Saved entries
---*---

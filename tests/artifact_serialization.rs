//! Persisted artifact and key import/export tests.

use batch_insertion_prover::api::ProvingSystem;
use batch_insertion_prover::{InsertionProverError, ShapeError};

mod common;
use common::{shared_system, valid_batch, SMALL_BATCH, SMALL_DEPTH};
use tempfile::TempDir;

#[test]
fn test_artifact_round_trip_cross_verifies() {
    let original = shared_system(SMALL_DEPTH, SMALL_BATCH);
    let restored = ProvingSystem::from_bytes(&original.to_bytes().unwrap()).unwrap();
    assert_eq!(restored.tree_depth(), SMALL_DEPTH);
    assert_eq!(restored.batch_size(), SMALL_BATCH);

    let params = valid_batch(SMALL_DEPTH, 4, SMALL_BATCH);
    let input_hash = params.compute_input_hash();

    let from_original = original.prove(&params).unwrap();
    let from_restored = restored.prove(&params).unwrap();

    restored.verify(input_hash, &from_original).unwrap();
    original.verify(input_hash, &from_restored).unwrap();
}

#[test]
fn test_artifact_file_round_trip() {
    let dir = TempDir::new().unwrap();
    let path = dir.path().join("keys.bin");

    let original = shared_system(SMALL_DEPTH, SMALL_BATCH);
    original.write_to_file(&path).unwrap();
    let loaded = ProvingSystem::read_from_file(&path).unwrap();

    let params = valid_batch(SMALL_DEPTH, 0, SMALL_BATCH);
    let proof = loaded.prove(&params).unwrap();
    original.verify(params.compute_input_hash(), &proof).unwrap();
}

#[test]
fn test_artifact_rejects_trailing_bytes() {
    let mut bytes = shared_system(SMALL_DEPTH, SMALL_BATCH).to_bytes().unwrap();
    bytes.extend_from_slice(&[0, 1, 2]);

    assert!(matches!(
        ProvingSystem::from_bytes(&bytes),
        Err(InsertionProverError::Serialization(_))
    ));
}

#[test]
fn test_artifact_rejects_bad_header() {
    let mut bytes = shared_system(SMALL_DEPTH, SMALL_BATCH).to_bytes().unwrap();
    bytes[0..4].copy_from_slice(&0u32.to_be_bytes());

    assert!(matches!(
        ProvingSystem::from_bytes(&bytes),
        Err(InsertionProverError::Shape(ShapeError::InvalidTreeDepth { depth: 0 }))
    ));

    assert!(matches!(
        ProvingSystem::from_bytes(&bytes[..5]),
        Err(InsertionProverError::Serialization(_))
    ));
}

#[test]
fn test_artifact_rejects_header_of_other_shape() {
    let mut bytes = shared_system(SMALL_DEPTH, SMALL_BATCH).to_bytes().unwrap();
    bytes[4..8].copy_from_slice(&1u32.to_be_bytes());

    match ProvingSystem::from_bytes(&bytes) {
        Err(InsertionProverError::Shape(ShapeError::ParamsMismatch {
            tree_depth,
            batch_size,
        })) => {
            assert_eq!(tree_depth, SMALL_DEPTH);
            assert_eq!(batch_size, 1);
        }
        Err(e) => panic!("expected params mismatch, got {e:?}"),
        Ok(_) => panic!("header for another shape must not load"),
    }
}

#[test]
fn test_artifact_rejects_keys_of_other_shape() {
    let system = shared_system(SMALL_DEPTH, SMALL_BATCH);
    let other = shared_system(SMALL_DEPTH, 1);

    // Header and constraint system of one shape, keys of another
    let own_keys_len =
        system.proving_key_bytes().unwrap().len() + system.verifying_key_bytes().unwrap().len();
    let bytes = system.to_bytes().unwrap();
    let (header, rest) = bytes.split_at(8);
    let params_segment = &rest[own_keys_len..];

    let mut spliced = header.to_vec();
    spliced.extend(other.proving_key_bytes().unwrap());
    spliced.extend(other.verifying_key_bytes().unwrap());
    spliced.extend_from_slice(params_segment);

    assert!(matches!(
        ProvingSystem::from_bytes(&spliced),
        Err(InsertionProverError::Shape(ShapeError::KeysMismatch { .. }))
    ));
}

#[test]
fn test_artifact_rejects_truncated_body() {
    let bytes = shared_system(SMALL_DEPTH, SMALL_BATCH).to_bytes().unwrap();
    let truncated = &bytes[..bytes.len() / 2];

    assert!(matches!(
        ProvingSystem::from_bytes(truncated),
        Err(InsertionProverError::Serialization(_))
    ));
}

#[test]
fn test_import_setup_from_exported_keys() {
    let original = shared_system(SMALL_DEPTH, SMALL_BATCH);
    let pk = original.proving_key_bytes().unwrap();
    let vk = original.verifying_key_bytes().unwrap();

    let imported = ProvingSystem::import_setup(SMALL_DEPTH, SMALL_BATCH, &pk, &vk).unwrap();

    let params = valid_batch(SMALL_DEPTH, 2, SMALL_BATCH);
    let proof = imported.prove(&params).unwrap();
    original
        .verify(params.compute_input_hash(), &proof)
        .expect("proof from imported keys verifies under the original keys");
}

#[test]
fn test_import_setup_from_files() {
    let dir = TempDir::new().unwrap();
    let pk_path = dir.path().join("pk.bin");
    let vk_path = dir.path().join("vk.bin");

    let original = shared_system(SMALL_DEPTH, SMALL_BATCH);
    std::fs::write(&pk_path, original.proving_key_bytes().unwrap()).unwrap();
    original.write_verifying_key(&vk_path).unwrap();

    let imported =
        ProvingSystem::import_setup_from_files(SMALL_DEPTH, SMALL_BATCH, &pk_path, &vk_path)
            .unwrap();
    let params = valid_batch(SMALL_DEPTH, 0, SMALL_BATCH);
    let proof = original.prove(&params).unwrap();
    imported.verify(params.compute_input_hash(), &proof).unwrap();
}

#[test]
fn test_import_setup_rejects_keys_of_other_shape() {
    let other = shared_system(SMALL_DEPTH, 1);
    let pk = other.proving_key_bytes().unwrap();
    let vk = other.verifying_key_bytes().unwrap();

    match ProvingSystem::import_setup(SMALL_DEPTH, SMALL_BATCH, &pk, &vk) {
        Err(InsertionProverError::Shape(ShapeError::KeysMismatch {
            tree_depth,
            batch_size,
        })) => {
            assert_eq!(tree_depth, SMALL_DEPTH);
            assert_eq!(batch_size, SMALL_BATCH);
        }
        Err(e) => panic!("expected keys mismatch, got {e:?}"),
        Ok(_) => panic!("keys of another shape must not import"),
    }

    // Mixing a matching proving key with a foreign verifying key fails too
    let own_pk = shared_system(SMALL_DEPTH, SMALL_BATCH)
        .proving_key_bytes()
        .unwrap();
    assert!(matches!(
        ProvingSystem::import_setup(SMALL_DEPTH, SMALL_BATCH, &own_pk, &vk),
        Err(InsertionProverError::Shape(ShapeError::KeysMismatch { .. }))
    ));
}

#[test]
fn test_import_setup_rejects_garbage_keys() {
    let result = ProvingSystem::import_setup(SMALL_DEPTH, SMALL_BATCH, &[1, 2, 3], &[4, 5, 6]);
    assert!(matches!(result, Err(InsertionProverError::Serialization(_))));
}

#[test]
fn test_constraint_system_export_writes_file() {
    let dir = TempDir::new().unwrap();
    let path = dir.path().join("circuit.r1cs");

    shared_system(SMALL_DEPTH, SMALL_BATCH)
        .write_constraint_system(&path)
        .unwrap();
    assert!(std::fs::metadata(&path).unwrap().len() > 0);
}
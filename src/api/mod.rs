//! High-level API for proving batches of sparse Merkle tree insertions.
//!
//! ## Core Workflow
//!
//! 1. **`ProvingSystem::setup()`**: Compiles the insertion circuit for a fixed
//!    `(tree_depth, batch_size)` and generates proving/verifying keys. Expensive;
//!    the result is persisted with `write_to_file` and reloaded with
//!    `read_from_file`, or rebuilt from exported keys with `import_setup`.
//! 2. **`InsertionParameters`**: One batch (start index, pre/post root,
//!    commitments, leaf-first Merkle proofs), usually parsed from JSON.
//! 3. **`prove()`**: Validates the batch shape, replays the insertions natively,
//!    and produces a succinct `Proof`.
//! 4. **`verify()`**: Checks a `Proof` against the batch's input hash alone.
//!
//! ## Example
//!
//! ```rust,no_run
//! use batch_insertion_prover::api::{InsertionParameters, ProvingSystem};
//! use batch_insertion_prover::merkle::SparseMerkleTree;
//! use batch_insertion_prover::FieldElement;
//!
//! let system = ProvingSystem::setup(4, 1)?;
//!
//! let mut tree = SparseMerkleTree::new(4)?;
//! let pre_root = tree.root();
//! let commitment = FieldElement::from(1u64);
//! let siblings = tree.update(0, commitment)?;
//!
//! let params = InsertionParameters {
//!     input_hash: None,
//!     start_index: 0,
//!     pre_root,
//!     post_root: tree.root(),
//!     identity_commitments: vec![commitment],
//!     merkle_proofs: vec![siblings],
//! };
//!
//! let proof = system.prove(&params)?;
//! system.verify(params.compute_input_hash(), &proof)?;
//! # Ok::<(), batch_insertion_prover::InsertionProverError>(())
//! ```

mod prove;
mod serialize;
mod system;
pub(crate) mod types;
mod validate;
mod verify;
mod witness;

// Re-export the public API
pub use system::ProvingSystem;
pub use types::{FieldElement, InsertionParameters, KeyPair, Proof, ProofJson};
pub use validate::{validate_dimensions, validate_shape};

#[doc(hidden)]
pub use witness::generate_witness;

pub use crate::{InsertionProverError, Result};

---*---

**EXERCISE:**
Using the entries above, determine how many lines include the string "SparseMerkleTree" and write only that number.

**WRITTEN SOLUTION:**
2